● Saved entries

___

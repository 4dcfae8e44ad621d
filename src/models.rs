//! Core data models for draftscope
//!
//! These models are shared by the text metrics, the pipeline stages and the
//! reporters. All of them are request-scoped.

use serde::{Deserialize, Serialize};
use serde_json::{Map, Value};

/// Positive / neutral / negative proportions of a text
#[derive(Debug, Clone, Copy, PartialEq, Serialize, Deserialize)]
pub struct Sentiment {
    pub positive: f64,
    pub neutral: f64,
    pub negative: f64,
}

impl Sentiment {
    /// Fully neutral sentiment, used for empty inputs
    pub const NEUTRAL: Sentiment = Sentiment {
        positive: 0.0,
        neutral: 1.0,
        negative: 0.0,
    };

    /// Average the proportions of several texts. Empty input is neutral.
    pub fn average(items: &[Sentiment]) -> Sentiment {
        if items.is_empty() {
            return Sentiment::NEUTRAL;
        }
        let n = items.len() as f64;
        Sentiment {
            positive: items.iter().map(|s| s.positive).sum::<f64>() / n,
            neutral: items.iter().map(|s| s.neutral).sum::<f64>() / n,
            negative: items.iter().map(|s| s.negative).sum::<f64>() / n,
        }
    }
}

impl Default for Sentiment {
    fn default() -> Self {
        Sentiment::NEUTRAL
    }
}

/// Topic and keyword summary of the past-text corpus
#[derive(Debug, Clone, Default, PartialEq, Serialize, Deserialize)]
pub struct CorpusSummary {
    /// Most significant first
    #[serde(rename = "top_topics")]
    pub topics: Vec<String>,
    /// Same ordering as topics
    #[serde(rename = "common_keywords")]
    pub keywords: Vec<String>,
    pub sentiment: Sentiment,
}

/// Ranked terms extracted from a text collection
#[derive(Debug, Clone, Default, PartialEq, Serialize, Deserialize)]
pub struct ExtractedTerms {
    pub topics: Vec<String>,
    pub keywords: Vec<String>,
}

/// A weak region of the draft.
///
/// `span` is a half-open interval of character (not byte) offsets.
#[derive(Debug, Clone, PartialEq, Eq, Serialize, Deserialize)]
pub struct WeakSpan {
    pub span: (usize, usize),
    pub issue: String,
    pub fix_hint: String,
}

impl WeakSpan {
    pub fn start(&self) -> usize {
        self.span.0
    }

    pub fn end(&self) -> usize {
        self.span.1
    }
}

/// A ranked phrase suggestion
#[derive(Debug, Clone, PartialEq, Eq, Serialize, Deserialize)]
pub struct Suggestion {
    pub phrase: String,
    /// 1-based, dense
    pub rank: usize,
    pub why: String,
}

/// Rationale attached to provider suggestions that do not carry one
pub const DEFAULT_REFINED_WHY: &str = "refined by agent";

/// Suggestion as returned by a completion provider.
///
/// Providers return either objects or bare strings; both shapes are accepted
/// and resolved into [`Suggestion`] exactly once.
#[derive(Debug, Clone, PartialEq, Deserialize)]
#[serde(untagged)]
pub enum SuggestionItem {
    Structured {
        #[serde(alias = "text")]
        phrase: String,
        #[serde(default)]
        rank: Option<Value>,
        #[serde(default)]
        why: Option<String>,
    },
    Bare(String),
}

impl SuggestionItem {
    /// Resolve into a [`Suggestion`] at the given 0-based position.
    ///
    /// The provider's own rank is ignored so ranks stay dense.
    pub fn resolve(self, position: usize) -> Suggestion {
        let (phrase, why) = match self {
            SuggestionItem::Structured { phrase, why, .. } => {
                (phrase, why.unwrap_or_else(|| DEFAULT_REFINED_WHY.to_string()))
            }
            SuggestionItem::Bare(phrase) => (phrase, DEFAULT_REFINED_WHY.to_string()),
        };
        Suggestion {
            phrase,
            rank: position + 1,
            why,
        }
    }

    /// Parse a provider `suggestions` array, dropping entries of unknown shape.
    pub fn parse_list(value: Option<&Value>) -> Vec<SuggestionItem> {
        let Some(Value::Array(items)) = value else {
            return Vec::new();
        };
        items
            .iter()
            .filter_map(|item| serde_json::from_value(item.clone()).ok())
            .collect()
    }
}

/// Composite quality score for a draft
#[derive(Debug, Clone, Copy, Default, PartialEq, Serialize, Deserialize)]
pub struct ScoreBundle {
    pub keyword_relevance: f64,
    pub readability_norm: f64,
    pub profile_alignment: f64,
    pub final_score: u8,
}

/// Token accounting for one completion call
#[derive(Debug, Clone, Copy, Default, PartialEq, Eq, Serialize, Deserialize)]
pub struct TokenUsage {
    pub prompt: u64,
    pub completion: u64,
    pub total: u64,
}

impl TokenUsage {
    pub fn new(prompt: u64, completion: u64) -> Self {
        Self {
            prompt,
            completion,
            total: prompt + completion,
        }
    }
}

/// Free-form writer profile.
///
/// Only `preferred_topics` is interpreted; everything else is passed through
/// to the refinement prompt untouched.
#[derive(Debug, Clone, Default, PartialEq, Serialize, Deserialize)]
#[serde(transparent)]
pub struct UserProfile(pub Map<String, Value>);

impl UserProfile {
    pub fn new() -> Self {
        Self::default()
    }

    /// Builder-style helper for tests and callers that know their topics
    pub fn with_preferred_topics<I, S>(mut self, topics: I) -> Self
    where
        I: IntoIterator<Item = S>,
        S: Into<String>,
    {
        let list = topics
            .into_iter()
            .map(|t| Value::String(t.into()))
            .collect();
        self.0
            .insert("preferred_topics".to_string(), Value::Array(list));
        self
    }

    /// Preferred topics flattened into one space-joined string
    pub fn preferred_topics_text(&self) -> String {
        match self.0.get("preferred_topics") {
            None | Some(Value::Null) => String::new(),
            Some(Value::Array(items)) => items
                .iter()
                .map(|v| match v {
                    Value::String(s) => s.clone(),
                    other => other.to_string(),
                })
                .collect::<Vec<_>>()
                .join(" "),
            Some(Value::String(s)) => s.clone(),
            Some(other) => other.to_string(),
        }
    }
}

#[cfg(test)]
mod tests {
    use super::*;
    use serde_json::json;

    #[test]
    fn test_token_usage_total() {
        let usage = TokenUsage::new(120, 24);
        assert_eq!(usage.total, 144);
    }

    #[test]
    fn test_sentiment_average_empty_is_neutral() {
        assert_eq!(Sentiment::average(&[]), Sentiment::NEUTRAL);
    }

    #[test]
    fn test_suggestion_item_shapes() {
        let items = SuggestionItem::parse_list(Some(&json!([
            {"phrase": "keyword research", "rank": 1, "why": "matches corpus"},
            "long-tail queries",
            {"text": "search intent"},
            42,
            {"no_phrase": true}
        ])));
        assert_eq!(items.len(), 3);

        let resolved: Vec<Suggestion> = items
            .into_iter()
            .enumerate()
            .map(|(i, s)| s.resolve(i))
            .collect();
        assert_eq!(resolved[0].phrase, "keyword research");
        assert_eq!(resolved[0].why, "matches corpus");
        assert_eq!(resolved[1].phrase, "long-tail queries");
        assert_eq!(resolved[1].why, DEFAULT_REFINED_WHY);
        assert_eq!(resolved[2].phrase, "search intent");
        let ranks: Vec<usize> = resolved.iter().map(|s| s.rank).collect();
        assert_eq!(ranks, vec![1, 2, 3]);
    }

    #[test]
    fn test_suggestion_list_not_array() {
        assert!(SuggestionItem::parse_list(None).is_empty());
        assert!(SuggestionItem::parse_list(Some(&json!("nope"))).is_empty());
    }

    #[test]
    fn test_preferred_topics_text() {
        let profile = UserProfile::new().with_preferred_topics(["seo", "content strategy"]);
        assert_eq!(profile.preferred_topics_text(), "seo content strategy");

        let mut scalar = UserProfile::new();
        scalar
            .0
            .insert("preferred_topics".into(), json!("marketing"));
        assert_eq!(scalar.preferred_topics_text(), "marketing");

        assert_eq!(UserProfile::new().preferred_topics_text(), "");
    }
}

___

Search the entries for the word "usize" and copy every line that has it.

    pub span: (usize, usize),
    pub fn start(&self) -> usize {
    pub fn end(&self) -> usize {
    pub rank: usize,
    pub fn resolve(self, position: usize) -> Suggestion {
        let ranks: Vec<usize> = resolved.iter().map(|s| s.rank).collect();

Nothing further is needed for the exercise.